(EXERCISE):
This exercise calls for a copy of every line in the listing below that carries the word "LinkMindResult".

(DATA IN THIS EXERCISE):
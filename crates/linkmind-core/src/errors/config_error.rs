/// Configuration loading and validation errors.
#[derive(Debug, thiserror::Error)]
pub enum ConfigError {
    #[error("failed to parse config {path}: {message}")]
    ParseError { path: String, message: String },

    #[error("failed to read config {path}: {message}")]
    ReadError { path: String, message: String },

    #[error("invalid config value for {field}: {message}")]
    ValidationFailed { field: String, message: String },
}
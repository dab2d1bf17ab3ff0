//! Connection management. All statements go through a single serialized
//! write connection.

pub mod pragmas;
pub mod write_connection;

pub use write_connection::WriteConnection;
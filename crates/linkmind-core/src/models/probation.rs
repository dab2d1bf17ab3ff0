use chrono::NaiveDate;
use serde::{Deserialize, Serialize};

/// Durable per-link escalation state.
#[derive(Debug, Clone, PartialEq, Eq, Serialize, Deserialize)]
pub struct ProbationRecord {
    pub link_id: String,
    /// Offense codes from the indictment, comma-joined.
    pub offense_summary: String,
    /// Set on indictment, never changed afterwards.
    pub start_date: NaiveDate,
    pub last_seen_date: NaiveDate,
    pub strike_count: u32,
}

impl ProbationRecord {
    /// A fresh record for a first offense observed on `today`.
    pub fn indict(link_id: &str, offense_summary: &str, today: NaiveDate) -> Self {
        Self {
            link_id: link_id.to_string(),
            offense_summary: offense_summary.to_string(),
            start_date: today,
            last_seen_date: today,
            strike_count: 1,
        }
    }

    /// Whole days on probation as of `today`. A start date in the future
    /// counts as zero.
    pub fn age_days(&self, today: NaiveDate) -> u32 {
        let days = (today - self.start_date).num_days();
        u32::try_from(days.max(0)).unwrap_or(u32::MAX)
    }
}
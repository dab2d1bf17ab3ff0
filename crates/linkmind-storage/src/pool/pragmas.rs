//! PRAGMA configuration applied to every SQLite connection.
//!
//! WAL mode, NORMAL sync, configurable busy_timeout, foreign_keys ON.

use rusqlite::Connection;

use linkmind_core::errors::LinkMindResult;

use crate::to_storage_err;

/// Apply performance and safety pragmas to a connection.
pub fn apply_pragmas(conn: &Connection, busy_timeout_ms: u32) -> LinkMindResult<()> {
    conn.execute_batch(&format!(
        "
        PRAGMA journal_mode = WAL;
        PRAGMA synchronous = NORMAL;
        PRAGMA busy_timeout = {busy_timeout_ms};
        PRAGMA foreign_keys = ON;
        "
    ))
    .map_err(|e| to_storage_err(e.to_string()))
}

/// Verify that WAL mode is active on a connection.
/// In-memory databases report `memory` instead.
pub fn verify_wal_mode(conn: &Connection) -> LinkMindResult<bool> {
    let mode: String = conn
        .pragma_query_value(None, "journal_mode", |row| row.get(0))
        .map_err(|e| to_storage_err(e.to_string()))?;
    Ok(mode.eq_ignore_ascii_case("wal"))
}
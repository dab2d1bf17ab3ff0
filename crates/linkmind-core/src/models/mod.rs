//! Domain models shared by the adapters, engine, and storage layers.

mod ledger;
mod offense;
mod probation;
mod snapshot;
mod verdict;

pub use ledger::LedgerEntry;
pub use offense::{Offense, OffenseKind};
pub use probation::ProbationRecord;
pub use snapshot::{AdminStatus, LinkSnapshot, RawFields, Vendor};
pub use verdict::{Verdict, VerdictStatus};
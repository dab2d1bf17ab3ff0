use serde::{Deserialize, Serialize};

use super::defaults;

/// Logging configuration.
#[derive(Debug, Clone, Serialize, Deserialize)]
#[serde(default)]
pub struct ObservabilityConfig {
    /// `EnvFilter` directive used when `LINKMIND_LOG` is unset.
    pub log_level: String,
    /// Emit JSON lines instead of human-readable output.
    pub json: bool,
}

impl Default for ObservabilityConfig {
    fn default() -> Self {
        Self {
            log_level: defaults::DEFAULT_LOG_LEVEL.to_string(),
            json: defaults::DEFAULT_LOG_JSON,
        }
    }
}
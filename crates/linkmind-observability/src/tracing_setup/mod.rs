//! Tracing setup: structured logging with audit event helpers.

pub mod events;

use linkmind_core::config::ObservabilityConfig;
use tracing_subscriber::EnvFilter;

/// Environment variable consulted for the log filter.
pub const LOG_ENV_VAR: &str = "LINKMIND_LOG";

/// Initialize the tracing subscriber.
///
/// Respects `LINKMIND_LOG` for filtering and falls back to
/// `config.log_level`. Returns `false` if a global subscriber was already
/// installed.
pub fn init_tracing(config: &ObservabilityConfig) -> bool {
    let filter = EnvFilter::try_from_env(LOG_ENV_VAR)
        .unwrap_or_else(|_| EnvFilter::new(&config.log_level));

    let builder = tracing_subscriber::fmt()
        .with_env_filter(filter)
        .with_target(true)
        .with_thread_ids(true)
        .with_file(true)
        .with_line_number(true);

    if config.json {
        builder.json().try_init().is_ok()
    } else {
        builder.try_init().is_ok()
    }
}

/// Initialize tracing with a custom filter string (for testing or embedding).
pub fn init_tracing_with_filter(filter: &str) -> bool {
    tracing_subscriber::fmt()
        .with_env_filter(EnvFilter::new(filter))
        .with_target(true)
        .with_test_writer()
        .try_init()
        .is_ok()
}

(WRITTEN ANSWER):
use linkmind_core::errors::LinkMindResult;
pub fn apply_pragmas(conn: &Connection, busy_timeout_ms: u32) -> LinkMindResult<()> {
pub fn verify_wal_mode(conn: &Connection) -> LinkMindResult<bool> {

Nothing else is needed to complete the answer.